June 24, 2026 Real Estate Development, Sales and Leasing Industry Legal Blog

Reading Time: 10 minutes


If you own property near Interstate 4 between U.S. 27 and the Osceola County theme-park corridor, the survey crews and orange barrels are not a passing nuisance. They are the leading edge of a multi-year, multi-billion-dollar rebuild of one of Florida’s busiest highways. And for some owners, the first concrete sign of that project will arrive in the mail: a letter from the Florida Department of Transportation (FDOT) about acquiring part of their land.

This article explains what is happening on I-4 through Polk and Osceola counties, why the state may need private property to do it, and, most importantly, how to read an eminent domain notice when one lands in your mailbox. For a full overview of how we represent landowners in these matters, start with our Florida Eminent Domain practice page.
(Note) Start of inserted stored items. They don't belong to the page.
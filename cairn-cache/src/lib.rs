//! Redis-backed memoization cache.
//!
//! One Redis hash per wrapped function: field names are argument
//! fingerprints, field values are canonically encoded return values. Two
//! reserved fields in the same hash hold the cumulative hit and miss
//! counters, so every process sharing the cache key shares the statistics
//! too.
//!
//! Only cache pure functions. Two concurrent misses may both compute and
//! both write; the last write wins and each caller is served the value it
//! computed, which is indistinguishable for a pure function.

use std::sync::Arc;
use std::time::Duration;

use async_trait::async_trait;
use deadpool_redis::Pool;
use redis::AsyncCommands;
use serde_json::Value;
use tracing::debug;

use cairn_core::{encode_value, CallArgs, Error, Result};
use cairn_redis::{create_pool, RedisConfig};

/// Reserved hash field holding the cumulative hit counter.
const HITS_FIELD: &str = "__hits__";

/// Reserved hash field holding the cumulative miss counter.
///
/// Fingerprint fields are 32 hex characters, so the reserved names cannot
/// collide with them.
const MISSES_FIELD: &str = "__misses__";

/// The wrapped function behind a cache.
#[async_trait]
pub trait Compute: Send + Sync {
    /// Invoke the function with the given arguments.
    ///
    /// Errors propagate to the caller and are never cached.
    async fn invoke(&self, args: &CallArgs) -> Result<Value>;
}

/// [`Compute`] adapter for a plain synchronous closure.
pub struct FnCompute<F>(F);

impl<F> FnCompute<F>
where
    F: Fn(&CallArgs) -> Result<Value> + Send + Sync,
{
    /// Wrap the closure.
    pub fn new(func: F) -> Self {
        Self(func)
    }
}

#[async_trait]
impl<F> Compute for FnCompute<F>
where
    F: Fn(&CallArgs) -> Result<Value> + Send + Sync,
{
    async fn invoke(&self, args: &CallArgs) -> Result<Value> {
        (self.0)(args)
    }
}

/// Cache effectiveness counters.
#[derive(Debug, Clone, Copy, PartialEq, Eq, Default)]
pub struct CacheInfo {
    /// Calls served from the hash.
    pub hits: u64,
    /// Calls that invoked the wrapped function.
    pub misses: u64,
    /// User entries currently in the hash (the counter fields are not
    /// counted).
    pub size: u64,
}

/// Redis-backed cache around one wrapped function.
pub struct RedisCache {
    pool: Pool,
    key: String,
    timeout: Option<Duration>,
    func: Arc<dyn Compute>,
}

impl RedisCache {
    /// Create a cache over an existing pool.
    #[must_use]
    pub fn new(pool: Pool, key: impl Into<String>, func: Arc<dyn Compute>) -> Self {
        Self {
            pool,
            key: key.into(),
            timeout: None,
            func,
        }
    }

    /// Create a cache with its own pool from the given configuration.
    ///
    /// # Errors
    ///
    /// Returns [`Error::Connection`] if the pool cannot be created.
    pub fn connect(
        config: &RedisConfig,
        key: impl Into<String>,
        func: Arc<dyn Compute>,
    ) -> Result<Self> {
        Ok(Self::new(create_pool(config)?, key, func))
    }

    /// Expire the whole hash this long after the most recent write.
    #[must_use]
    pub fn with_timeout(mut self, timeout: Duration) -> Self {
        self.timeout = Some(timeout);
        self
    }

    /// The Redis hash name backing this cache.
    #[must_use]
    pub fn key(&self) -> &str {
        &self.key
    }

    /// Look the arguments up in the cache, invoking the wrapped function on
    /// a miss and caching its result for future calls.
    pub async fn call(&self, args: &CallArgs) -> Result<Value> {
        let field = args.fingerprint();
        let mut conn = self.conn().await?;

        let cached: Option<String> = conn
            .hget(&self.key, &field)
            .await
            .map_err(|e| Error::Backend(e.to_string()))?;

        if let Some(raw) = cached {
            let value = cairn_core::decode(&raw)?;
            let _: i64 = conn
                .hincr(&self.key, HITS_FIELD, 1)
                .await
                .map_err(|e| Error::Backend(e.to_string()))?;
            return Ok(value);
        }

        debug!(key = %self.key, field = %field, "cache miss");
        let value = self.func.invoke(args).await?;
        self.store(&mut conn, &field, &value, true).await?;
        Ok(value)
    }

    /// Invoke the wrapped function unconditionally and refresh the cached
    /// entry, without touching the hit/miss counters.
    pub async fn bypass(&self, args: &CallArgs) -> Result<Value> {
        let field = args.fingerprint();
        let value = self.func.invoke(args).await?;
        let mut conn = self.conn().await?;
        self.store(&mut conn, &field, &value, false).await?;
        Ok(value)
    }

    /// Current hit/miss counters and entry count.
    pub async fn info(&self) -> Result<CacheInfo> {
        let mut conn = self.conn().await?;
        let (hits, misses, len, has_hits, has_misses): (Option<u64>, Option<u64>, u64, bool, bool) =
            redis::pipe()
                .hget(&self.key, HITS_FIELD)
                .hget(&self.key, MISSES_FIELD)
                .hlen(&self.key)
                .hexists(&self.key, HITS_FIELD)
                .hexists(&self.key, MISSES_FIELD)
                .query_async(&mut conn)
                .await
                .map_err(|e| Error::Backend(e.to_string()))?;

        let counter_fields = u64::from(has_hits) + u64::from(has_misses);
        Ok(CacheInfo {
            hits: hits.unwrap_or(0),
            misses: misses.unwrap_or(0),
            size: len.saturating_sub(counter_fields),
        })
    }

    /// Drop every cached entry and reset the counters to zero.
    pub async fn clear(&self) -> Result<()> {
        let mut conn = self.conn().await?;
        let _: i64 = conn
            .del(&self.key)
            .await
            .map_err(|e| Error::Backend(e.to_string()))?;
        Ok(())
    }

    async fn conn(&self) -> Result<deadpool_redis::Connection> {
        self.pool
            .get()
            .await
            .map_err(|e| Error::Connection(e.to_string()))
    }

    /// Write one entry, bump the miss counter if asked, and refresh the
    /// hash TTL, in a single round trip.
    async fn store(
        &self,
        conn: &mut deadpool_redis::Connection,
        field: &str,
        value: &Value,
        count_miss: bool,
    ) -> Result<()> {
        let encoded = encode_value(value);
        let mut pipe = redis::pipe();
        pipe.hset(&self.key, field, encoded).ignore();
        if count_miss {
            pipe.hincr(&self.key, MISSES_FIELD, 1).ignore();
        }
        if let Some(timeout) = self.timeout {
            let ms = i64::try_from(timeout.as_millis()).unwrap_or(i64::MAX);
            pipe.pexpire(&self.key, ms).ignore();
        }
        pipe.query_async::<()>(conn)
            .await
            .map_err(|e| Error::Backend(e.to_string()))
    }
}


#[cfg(all(test, feature = "integration"))]
mod integration_tests {
    use super::*;

    fn test_cache(func: Arc<dyn Compute>) -> RedisCache {
        let url =
            std::env::var("REDIS_URL").unwrap_or_else(|_| "redis://127.0.0.1:6379".to_string());
        let key = format!("cairn-test-cache-{}", uuid::Uuid::new_v4());
        RedisCache::connect(&RedisConfig::from_url(url), key, func).expect("pool should build")
    }

    fn identity() -> Arc<dyn Compute> {
        Arc::new(FnCompute::new(|args: &CallArgs| {
            Ok(args.positional()[0].clone())
        }))
    }

    #[tokio::test]
    async fn hit_and_miss_counters_accumulate() {
        let cache = test_cache(identity());

        let five = CallArgs::new().arg(5).unwrap();
        let six = CallArgs::new().arg(6).unwrap();

        assert_eq!(cache.call(&five).await.unwrap(), Value::from(5));
        let info = cache.info().await.unwrap();
        assert_eq!((info.hits, info.misses, info.size), (0, 1, 1));

        assert_eq!(cache.call(&five).await.unwrap(), Value::from(5));
        let info = cache.info().await.unwrap();
        assert_eq!((info.hits, info.misses, info.size), (1, 1, 1));

        assert_eq!(cache.call(&six).await.unwrap(), Value::from(6));
        let info = cache.info().await.unwrap();
        assert_eq!((info.hits, info.misses, info.size), (1, 2, 2));

        cache.clear().await.unwrap();
        assert_eq!(cache.info().await.unwrap(), CacheInfo::default());
    }

    #[tokio::test]
    async fn bypass_recomputes_without_counting() {
        let cache = test_cache(identity());
        let args = CallArgs::new().arg("rajiv").unwrap();

        assert_eq!(cache.bypass(&args).await.unwrap(), Value::from("rajiv"));
        let info = cache.info().await.unwrap();
        assert_eq!((info.hits, info.misses, info.size), (0, 0, 1));

        // The bypassed write serves later calls as a hit.
        assert_eq!(cache.call(&args).await.unwrap(), Value::from("rajiv"));
        let info = cache.info().await.unwrap();
        assert_eq!((info.hits, info.misses), (1, 0));

        cache.clear().await.unwrap();
    }

    #[tokio::test]
    async fn callable_errors_are_not_cached() {
        let failing: Arc<dyn Compute> =
            Arc::new(FnCompute::new(|_args: &CallArgs| {
                Err(Error::Callable("flaky".into()))
            }));
        let cache = test_cache(failing);
        let args = CallArgs::new().arg(1).unwrap();

        assert!(cache.call(&args).await.is_err());
        let info = cache.info().await.unwrap();
        assert_eq!(info.size, 0);

        cache.clear().await.unwrap();
    }
}
use std::time::Duration;

use async_trait::async_trait;

use cairn_core::Result;

/// The per-endpoint operations the quorum primitives are built from.
///
/// One `Master` wraps one independent Redis-compatible endpoint. The lock
/// and the ID generator never talk to an endpoint except through this trait,
/// which is what lets tests substitute in-process masters for real servers.
///
/// Implementations must be `Send + Sync`; every operation must be atomic on
/// its endpoint (server-side scripts or equivalent).
#[async_trait]
pub trait Master: Send + Sync {
    /// A short label for this endpoint, used in log output.
    fn name(&self) -> &str;

    /// Set `key` to `token` with the given TTL, only if the key is absent.
    /// Returns `true` if the key was newly set.
    async fn acquire(&self, key: &str, token: &str, ttl: Duration) -> Result<bool>;

    /// Delete `key` only if its current value equals `token`.
    /// Returns `true` if the key was deleted.
    async fn release(&self, key: &str, token: &str) -> Result<bool>;

    /// Reset the TTL of `key` only if its current value equals `token`.
    /// Returns `true` if the TTL was reset.
    async fn extend(&self, key: &str, token: &str, ttl: Duration) -> Result<bool>;

    /// The remaining TTL of `key` if its current value equals `token`,
    /// [`Duration::ZERO`] otherwise.
    async fn held_ttl(&self, key: &str, token: &str) -> Result<Duration>;

    /// Atomically increment the counter at `key` (absent counts as 0) and
    /// return the new value. The increment must fail, not overwrite, when a
    /// concurrent writer commits between read and write.
    async fn fetch_increment(&self, key: &str) -> Result<u64>;

    /// Raise the counter at `key` to `target` if its current value is lower.
    /// Never lowers the counter.
    async fn raise_to(&self, key: &str, target: u64) -> Result<()>;
}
What Is Actually Happening on I-4

The I-4 Ultimate project rebuilt the highway through downtown Orlando. “Beyond the Ultimate” is FDOT’s plan to extend that work in both directions, including west and south through Osceola County and into Polk County toward U.S. 27. The near-term Polk and Osceola pieces are now being delivered and accelerated, under FDOT’s Moving I-4 Forward program.

Here is the part many owners care about most. According to FDOT, the work will widen roughly 14 miles of I-4, from west of U.S. 27 to east of State Road 536, from six lanes to as many as 12, with eight general-use lanes and four express lanes. (FDOT, Moving I-4 Forward Program Overview)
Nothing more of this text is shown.